Case Western Reserve University has received a $20.5 million gift from Donald Goodman, DDS (DEN '45) and Ruth Weber Goodman.

The Donald J. and Ruth Weber Goodman Philanthropic Fund will reside at the University and the Cleveland Foundation. Income will be used to support education and research programs at the schools of medicine and dental medicine. The gift has been used to establish two professorships at the School of Medicine: The Dr. Donald and Ruth Goodman Professorship in Innovative Cancer Therapeutics, which is currently held by Mary J. Laughlin, MD; and The Dr. Donald and Ruth Goodman Professorship in Innovative Cardiovascular Research, which has not yet been appointed.

"Don and Ruth Goodman cared deeply about the university, and we are truly thankful to them and their family for their commitment to pre-eminent research and education at our schools of medicine and dental medicine," said Barbara R. Snyder, president of Case Western Reserve University.

Donald Goodman, who died in 2007, was a Cleveland-area dentist who made his fortune through decades of savvy stock market investment.
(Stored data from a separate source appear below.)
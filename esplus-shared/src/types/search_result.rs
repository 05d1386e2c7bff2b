//! Search result types for the document mapper.
//!
//! This module defines the response structures returned from search operations.

use serde::{Deserialize, Serialize};
use serde_json::Value;

/// A single search hit.
#[derive(Debug, Clone, Serialize, Deserialize, PartialEq)]
pub struct SearchHit {
    /// The backend document identifier.
    pub id: String,

    /// Relevance score from the search engine, absent when sorting.
    #[serde(skip_serializing_if = "Option::is_none")]
    pub score: Option<f64>,

    /// The stored document source. `Null` when source was not fetched.
    #[serde(default)]
    pub source: Value,

    /// Highlighted fragments keyed by field.
    #[serde(skip_serializing_if = "Option::is_none")]
    pub highlight: Option<Value>,
}

/// Complete search response with hits and metadata.
#[derive(Debug, Clone, Serialize, Deserialize, PartialEq)]
pub struct SearchResponse {
    /// The returned hits, in backend order.
    pub hits: Vec<SearchHit>,

    /// Total number of matching documents.
    /// May be greater than the number of returned hits due to pagination.
    pub total: u64,

    /// Time taken to execute the search in milliseconds.
    pub took_ms: u64,

    /// Raw aggregation results keyed by aggregation name.
    #[serde(skip_serializing_if = "Option::is_none")]
    pub aggregations: Option<Value>,
}

impl SearchResponse {
    /// Create an empty search response.
    pub fn empty() -> Self {
        Self {
            hits: Vec::new(),
            total: 0,
            took_ms: 0,
            aggregations: None,
        }
    }

    /// Create a new search response.
    pub fn new(hits: Vec<SearchHit>, total: u64, took_ms: u64) -> Self {
        Self {
            hits,
            total,
            took_ms,
            aggregations: None,
        }
    }

    /// Returns true if there are no hits.
    pub fn is_empty(&self) -> bool {
        self.hits.is_empty()
    }

    /// Returns the number of hits in this response.
    pub fn len(&self) -> usize {
        self.hits.len()
    }

    /// Identifiers of the returned hits, in order.
    pub fn ids(&self) -> Vec<String> {
        self.hits.iter().map(|hit| hit.id.clone()).collect()
    }
}
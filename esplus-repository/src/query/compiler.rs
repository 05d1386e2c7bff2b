//! Condition list to boolean query compilation.

use esplus_shared::{ConditionEntry, ConditionList, GeoDirective, GroupMarker, SearchQuery};
use tracing::debug;

use super::dispatcher::QueryTypeDispatcher;
use super::fragment::{BoolQuery, Occur, QueryFragment};
use crate::errors::MapperError;

/// Compiles a flat condition list into a single boolean query.
///
/// The list is walked once, left to right. Groups are one level deep: an AND
/// group attaches to the outer query as a `must` clause and an OR group as a
/// `should` clause. An outer `OrChain` marker moves every later predicate into
/// the disjunction, including those inside later groups. A chain inside a
/// group only reaches the rest of that group, and also pulls in the
/// predicates between the group open and the chain marker.
pub struct QueryTreeCompiler;

/// The group currently being collected.
struct OpenGroup {
    open: GroupMarker,
    query: BoolQuery,
    chaining: bool,
}

impl QueryTreeCompiler {
    /// Compile a condition list and an optional geo directive.
    ///
    /// # Arguments
    ///
    /// * `conditions` - The condition list, left untouched
    /// * `geo` - Geo restriction, added as an unconditional filter
    ///
    /// # Returns
    ///
    /// * `Ok(BoolQuery)` - The compiled query; empty when there is nothing to match on
    /// * `Err(MapperError)` - If groups are unbalanced, nested or mismatched,
    ///   or a predicate is malformed
    pub fn compile(
        conditions: &ConditionList,
        geo: Option<&GeoDirective>,
    ) -> Result<BoolQuery, MapperError> {
        let mut entries = conditions.entries().to_vec();
        let mut outer = BoolQuery::new();
        let mut group: Option<OpenGroup> = None;
        let mut chaining = false;

        for position in 0..entries.len() {
            let marker = match &entries[position] {
                ConditionEntry::Marker(marker) => *marker,
                ConditionEntry::Predicates(batch) => {
                    let (target, chained) = match group.as_mut() {
                        Some(open) => (&mut open.query, chaining || open.chaining),
                        None => (&mut outer, chaining),
                    };
                    for predicate in batch {
                        let mut predicate = predicate.clone();
                        if chained {
                            predicate.reclassify_as_should();
                        }
                        let fragment = QueryTypeDispatcher::render(&predicate)?;
                        target.add(QueryTypeDispatcher::occur(&predicate), fragment);
                    }
                    continue;
                }
            };

            match marker {
                GroupMarker::AndGroupOpen | GroupMarker::OrGroupOpen => {
                    if group.is_some() {
                        return Err(MapperError::validation(format!(
                            "Nested group at position {}: groups cannot nest",
                            position
                        )));
                    }
                    Self::pull_into_chain(&mut entries, position, marker)?;
                    group = Some(OpenGroup {
                        open: marker,
                        query: BoolQuery::new(),
                        chaining: false,
                    });
                }
                GroupMarker::AndGroupClose | GroupMarker::OrGroupClose => {
                    let closed = group.take().ok_or_else(|| {
                        MapperError::validation(format!(
                            "{:?} at position {} has no matching open",
                            marker, position
                        ))
                    })?;
                    if closed.open.closing() != Some(marker) {
                        return Err(MapperError::validation(format!(
                            "{:?} at position {} does not close {:?}",
                            marker, position, closed.open
                        )));
                    }
                    if closed.query.is_empty() {
                        debug!(position, "Skipping empty group");
                        continue;
                    }
                    let occur = if marker == GroupMarker::AndGroupClose {
                        Occur::Must
                    } else {
                        Occur::Should
                    };
                    outer.add(occur, QueryFragment::Bool(closed.query));
                }
                GroupMarker::OrChain => match group.as_mut() {
                    Some(open) => open.chaining = true,
                    None => chaining = true,
                },
            }
        }

        if let Some(open) = group {
            return Err(MapperError::validation(format!(
                "{:?} is never closed",
                open.open
            )));
        }

        if let Some(geo) = geo {
            outer.add(Occur::Filter, geo_fragment(geo));
        }

        debug!(clauses = outer.clause_count(), "Compiled condition list");
        Ok(outer)
    }

    /// Compile the conditions and geo directive of a search query.
    pub fn compile_query(query: &SearchQuery) -> Result<BoolQuery, MapperError> {
        Self::compile(&query.conditions, query.geo.as_ref())
    }

    /// Look ahead from a group open to its close. If the group contains an
    /// `OrChain`, move the predicates before it into the disjunction.
    fn pull_into_chain(
        entries: &mut [ConditionEntry],
        open_at: usize,
        open: GroupMarker,
    ) -> Result<(), MapperError> {
        let expected = open.closing();
        let mut chain_at = None;
        let mut close_at = None;

        for (offset, entry) in entries[open_at + 1..].iter().enumerate() {
            let position = open_at + 1 + offset;
            match entry.as_marker() {
                Some(GroupMarker::OrChain) if chain_at.is_none() => chain_at = Some(position),
                Some(marker) if marker.is_open() => {
                    return Err(MapperError::validation(format!(
                        "Nested group at position {}: groups cannot nest",
                        position
                    )))
                }
                Some(marker) if marker.is_close() => {
                    if Some(marker) != expected {
                        return Err(MapperError::validation(format!(
                            "{:?} at position {} does not close {:?}",
                            marker, position, open
                        )));
                    }
                    close_at = Some(position);
                    break;
                }
                _ => {}
            }
        }

        if close_at.is_none() {
            return Err(MapperError::validation(format!(
                "{:?} at position {} is never closed",
                open, open_at
            )));
        }

        if let Some(chain_at) = chain_at {
            for entry in &mut entries[open_at + 1..chain_at] {
                if let ConditionEntry::Predicates(batch) = entry {
                    batch.iter_mut().for_each(|p| p.reclassify_as_should());
                }
            }
        }
        Ok(())
    }
}

fn geo_fragment(geo: &GeoDirective) -> QueryFragment {
    match geo.clone() {
        GeoDirective::BoundingBox {
            field,
            top_left,
            bottom_right,
            boost,
        } => QueryFragment::GeoBoundingBox {
            field,
            top_left,
            bottom_right,
            boost,
        },
        GeoDirective::Distance {
            field,
            center,
            distance,
            boost,
        } => QueryFragment::GeoDistance {
            field,
            center,
            distance,
            boost,
        },
        GeoDirective::Polygon {
            field,
            points,
            boost,
        } => QueryFragment::GeoPolygon {
            field,
            points,
            boost,
        },
        GeoDirective::Shape {
            field,
            shape,
            relation,
            boost,
        } => QueryFragment::GeoShape {
            field,
            shape,
            relation,
            boost,
        },
    }
}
He and his wife, Ruth, who died in 2008, traveled to more than 260 countries and islands, met Mother Theresa and saw the Dalai Lama. Ruth was the daughter of Arthur F. Weber, founder of Cuyahoga Heights, OH-based Triplex Screw Co.. The company was sold to Murray Corp. of America in 1952.

"As a couple, Don and Ruth shared the same goal to improve the lives of others. They realized this goal by setting an example with an incredible legacy gift to this community," said Donald Goodman's son, Bruce Goodman.

Donald Goodman's granddaughter Kayleen Goodman-McDowell added, "This gift has allowed them to extend their values through a family legacy beyond any of our expectations."

Donald Goodman credited the research at the School of Medicine and Mary Laughlin, MD, of the Ireland Cancer Center with prolonging his life for six years through an experimental treatment for acute myeloid leukemia.

"It is always gratifying to see a patient who has directly benefited from the application of cutting-edge medical research and who wishes to recognize the value of this through such a wonderful philanthropic commitment. This gift is truly inspiring," said Pamela B. Davis, dean and vice president for medical affairs at the School of Medicine. "In addition to making a substantial investment in our faculty who work at the cutting edge, the endowment income will ensure that the school remains a pace-setter in educating world-class physicians and advancing the cure and treatment of disease."

Donald Goodman was a 1945 graduate of the Case Western Reserve University School of Dental Medicine, which will also benefit from the endowment.

"This endowment gives the School of Dental Medicine the opportunity to enhance our role as leaders in both dental education and research," said Jerry S. Goldberg, dean of the School of Dental Medicine. "With the support of donors like the Goodmans, we are exposing our students to the best technologies and meaningful experiences, and fostering a culture of inquiry to create exceptional dental professionals-now and into the future."